Take the data below and filter it for lines containing the word "measurements"; show each line found.
[[ Record extracts open ]]
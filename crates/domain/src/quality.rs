//! Statistical quality checks over arbitrary result sets and measurement series.
//!
//! Nothing here depends on a particular order, so the same functions serve
//! the aggregate's completion check and cross-order reporting.

use serde::{Deserialize, Serialize};

use crate::inspection::{InspectionResult, MeasuredValue, QualityStandard};

/// Number of consecutive points on one side of the center line that signals drift.
pub const SPC_RUN_LENGTH: usize = 7;

/// Side of the center line a point falls on.
#[derive(Debug, Clone, Copy, PartialEq, Eq, Serialize, Deserialize)]
#[serde(rename_all = "SCREAMING_SNAKE_CASE")]
pub enum Side {
    Above,
    Below,
}

impl Side {
    /// Classifies a value against the center line. A value on the line
    /// (or NaN) belongs to neither side.
    fn of(value: f64, center: f64) -> Option<Self> {
        if value > center {
            Some(Side::Above)
        } else if value < center {
            Some(Side::Below)
        } else {
            None
        }
    }
}

/// A run of consecutive points on one side of the center line.
#[derive(Debug, Clone, Copy, PartialEq, Eq, Serialize, Deserialize)]
pub struct TrendRun {
    pub side: Side,
    /// Index of the first point of the run.
    pub start: usize,
    pub length: usize,
}

/// Stateless quality statistics.
#[derive(Debug, Clone, Copy, Default)]
pub struct QualityService;

impl QualityService {
    /// Fraction of results that failed their standard, in `[0.0, 1.0]`.
    ///
    /// An empty set has a defect rate of 0.0.
    pub fn calculate_defect_rate(results: &[InspectionResult]) -> f64 {
        if results.is_empty() {
            return 0.0;
        }
        let failed = results.iter().filter(|r| !r.passed()).count();
        failed as f64 / results.len() as f64
    }

    /// Applies the "seven consecutive points on one side of the mean" run rule.
    ///
    /// Returns `false` when the series drifts, even if every point is inside
    /// the standard's band. Series shorter than [`SPC_RUN_LENGTH`] are
    /// always in control.
    pub fn is_within_spc(measurements: &[MeasuredValue], standard: &QualityStandard) -> bool {
        Self::find_trend(measurements, standard).is_none()
    }

    /// Returns the first run that violates the run rule, if any.
    pub fn find_trend(
        measurements: &[MeasuredValue],
        standard: &QualityStandard,
    ) -> Option<TrendRun> {
        if measurements.len() < SPC_RUN_LENGTH {
            return None;
        }
        Self::detect_trend(measurements.iter().map(MeasuredValue::value), standard.mean())
    }

    /// Scans `values` once and returns the first run of at least
    /// [`SPC_RUN_LENGTH`] points on the same side of `center`.
    ///
    /// The run is reported with its full length: scanning continues until
    /// the run is broken or the series ends.
    pub fn detect_trend<I>(values: I, center: f64) -> Option<TrendRun>
    where
        I: IntoIterator<Item = f64>,
    {
        let mut run: Option<TrendRun> = None;

        for (index, value) in values.into_iter().enumerate() {
            let side = Side::of(value, center);
            match (run.as_mut(), side) {
                (Some(current), Some(side)) if current.side == side => current.length += 1,
                _ => {
                    if let Some(current) = run.take()
                        && current.length >= SPC_RUN_LENGTH
                    {
                        return Some(current);
                    }
                    run = side.map(|side| TrendRun {
                        side,
                        start: index,
                        length: 1,
                    });
                }
            }
        }

        run.filter(|current| current.length >= SPC_RUN_LENGTH)
    }
}
//! Shared identifier types for the quality inspection system.

mod types;

pub use types::{AggregateId, ResultId};
use std::str::FromStr;

use serde::{Deserialize, Serialize};
use uuid::Uuid;

/// Unique identifier for an aggregate instance.
///
/// Wraps a UUID so that order identities cannot be confused with
/// result identities or other UUID-based values.
#[derive(Debug, Clone, Copy, PartialEq, Eq, Hash, Serialize, Deserialize)]
#[serde(transparent)]
pub struct AggregateId(Uuid);

impl AggregateId {
    /// Creates a new random aggregate ID.
    pub fn new() -> Self {
        Self(Uuid::new_v4())
    }

    /// Creates an aggregate ID from an existing UUID.
    pub fn from_uuid(uuid: Uuid) -> Self {
        Self(uuid)
    }

    /// Returns the underlying UUID.
    pub fn as_uuid(&self) -> Uuid {
        self.0
    }
}

impl Default for AggregateId {
    fn default() -> Self {
        Self::new()
    }
}

impl std::fmt::Display for AggregateId {
    fn fmt(&self, f: &mut std::fmt::Formatter<'_>) -> std::fmt::Result {
        write!(f, "{}", self.0)
    }
}

impl FromStr for AggregateId {
    type Err = uuid::Error;

    fn from_str(s: &str) -> Result<Self, Self::Err> {
        Uuid::parse_str(s).map(Self)
    }
}

impl From<Uuid> for AggregateId {
    fn from(uuid: Uuid) -> Self {
        Self(uuid)
    }
}

impl From<AggregateId> for Uuid {
    fn from(id: AggregateId) -> Self {
        id.0
    }
}

/// Identity of a single recorded inspection result.
///
/// Only meaningful inside the order that owns the result.
#[derive(Debug, Clone, Copy, PartialEq, Eq, Hash, Serialize, Deserialize)]
#[serde(transparent)]
pub struct ResultId(Uuid);

impl ResultId {
    pub fn new() -> Self {
        Self(Uuid::new_v4())
    }

    pub fn as_uuid(&self) -> Uuid {
        self.0
    }
}

impl Default for ResultId {
    fn default() -> Self {
        Self::new()
    }
}

impl std::fmt::Display for ResultId {
    fn fmt(&self, f: &mut std::fmt::Formatter<'_>) -> std::fmt::Result {
        write!(f, "{}", self.0)
    }
}
/// Inspection order aggregate root.
///
/// Owns the ordered results of one inspection of a product batch. Any failing
/// result fails the whole order on completion; the defect rate threshold only
/// decides whether a `QualityAlert` is raised alongside the verdict.
#[derive(Debug, Clone, Serialize, Deserialize)]
pub struct InspectionOrder {
    id: AggregateId,

    /// Stored version for optimistic concurrency.
    #[serde(default)]
    version: Version,

    work_order_id: String,
    product_code: String,
    inspection_type: InspectionType,
    status: InspectionStatus,

    /// Append-only, in measurement order.
    results: Vec<InspectionResult>,

    defect_rate_threshold: f64,

    #[serde(default)]
    hold_reason: Option<String>,

    #[serde(skip)]
    events: Vec<InspectionEvent>,
}

impl AggregateRoot for InspectionOrder {
    type Event = InspectionEvent;
    type Error = InspectionError;

    fn aggregate_type() -> &'static str {
        "InspectionOrder"
    }

    fn id(&self) -> AggregateId {
        self.id
    }

    fn version(&self) -> Version {
        self.version
    }

    fn set_version(&mut self, version: Version) {
        self.version = version;
    }

    fn pending_events(&self) -> &[InspectionEvent] {
        &self.events
    }

    fn take_events(&mut self) -> Vec<InspectionEvent> {
        std::mem::take(&mut self.events)
    }
}

// Construction
impl InspectionOrder {
    /// Creates a pending order with a fresh identity.
    ///
    /// The threshold must be a finite fraction in `[0, 1]`.
    pub fn new(
        work_order_id: impl Into<String>,
        product_code: impl Into<String>,
        inspection_type: InspectionType,
        defect_rate_threshold: f64,
    ) -> Result<Self, InspectionError> {
        if !(0.0..=1.0).contains(&defect_rate_threshold) {
            return Err(InspectionError::InvalidThreshold {
                threshold: defect_rate_threshold,
            });
        }

        Ok(Self::pending(
            work_order_id.into(),
            product_code.into(),
            inspection_type,
            defect_rate_threshold,
        ))
    }

    /// Creates a pending order using [`DEFAULT_DEFECT_RATE_THRESHOLD`].
    pub fn with_default_threshold(
        work_order_id: impl Into<String>,
        product_code: impl Into<String>,
        inspection_type: InspectionType,
    ) -> Self {
        Self::pending(
            work_order_id.into(),
            product_code.into(),
            inspection_type,
            DEFAULT_DEFECT_RATE_THRESHOLD,
        )
    }

    fn pending(
        work_order_id: String,
        product_code: String,
        inspection_type: InspectionType,
        defect_rate_threshold: f64,
    ) -> Self {
        Self {
            id: AggregateId::new(),
            version: Version::initial(),
            work_order_id,
            product_code,
            inspection_type,
            status: InspectionStatus::Pending,
            results: Vec::new(),
            defect_rate_threshold,
            hold_reason: None,
            events: Vec::new(),
        }
    }
}
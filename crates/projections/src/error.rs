//! Projection error types.

use thiserror::Error;

/// Errors that can occur during projection processing.
#[derive(Debug, Error)]
pub enum ProjectionError {
    /// An error occurred in the store or publisher layer.
    #[error("Store error: {0}")]
    Store(#[from] aggregate_store::StoreError),

    /// Failed to deserialize an event payload.
    #[error("Event deserialization error: {0}")]
    Deserialization(#[from] serde_json::Error),

    /// A projection-specific error.
    #[error("Projection error: {0}")]
    Projection(String),
}

/// Result type for projection operations.
pub type Result<T> = std::result::Result<T, ProjectionError>;
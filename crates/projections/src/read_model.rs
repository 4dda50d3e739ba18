//! Read model trait for query-side views.

/// A read model providing query access to denormalized data.
///
/// Read models are updated by projections as events are published.
/// They answer queries without loading any aggregate.
pub trait ReadModel: Send + Sync {
    /// Returns the name of this read model.
    fn name(&self) -> &'static str;

    /// Returns the number of entries in this read model.
    fn count(&self) -> usize;
}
[[ Record extracts closed ]]
Response to this exercise
    pub fn is_within_spc(measurements: &[MeasuredValue], standard: &QualityStandard) -> bool {
        Self::find_trend(measurements, standard).is_none()
        measurements: &[MeasuredValue],
        if measurements.len() < SPC_RUN_LENGTH {
        Self::detect_trend(measurements.iter().map(MeasuredValue::value), standard.mean())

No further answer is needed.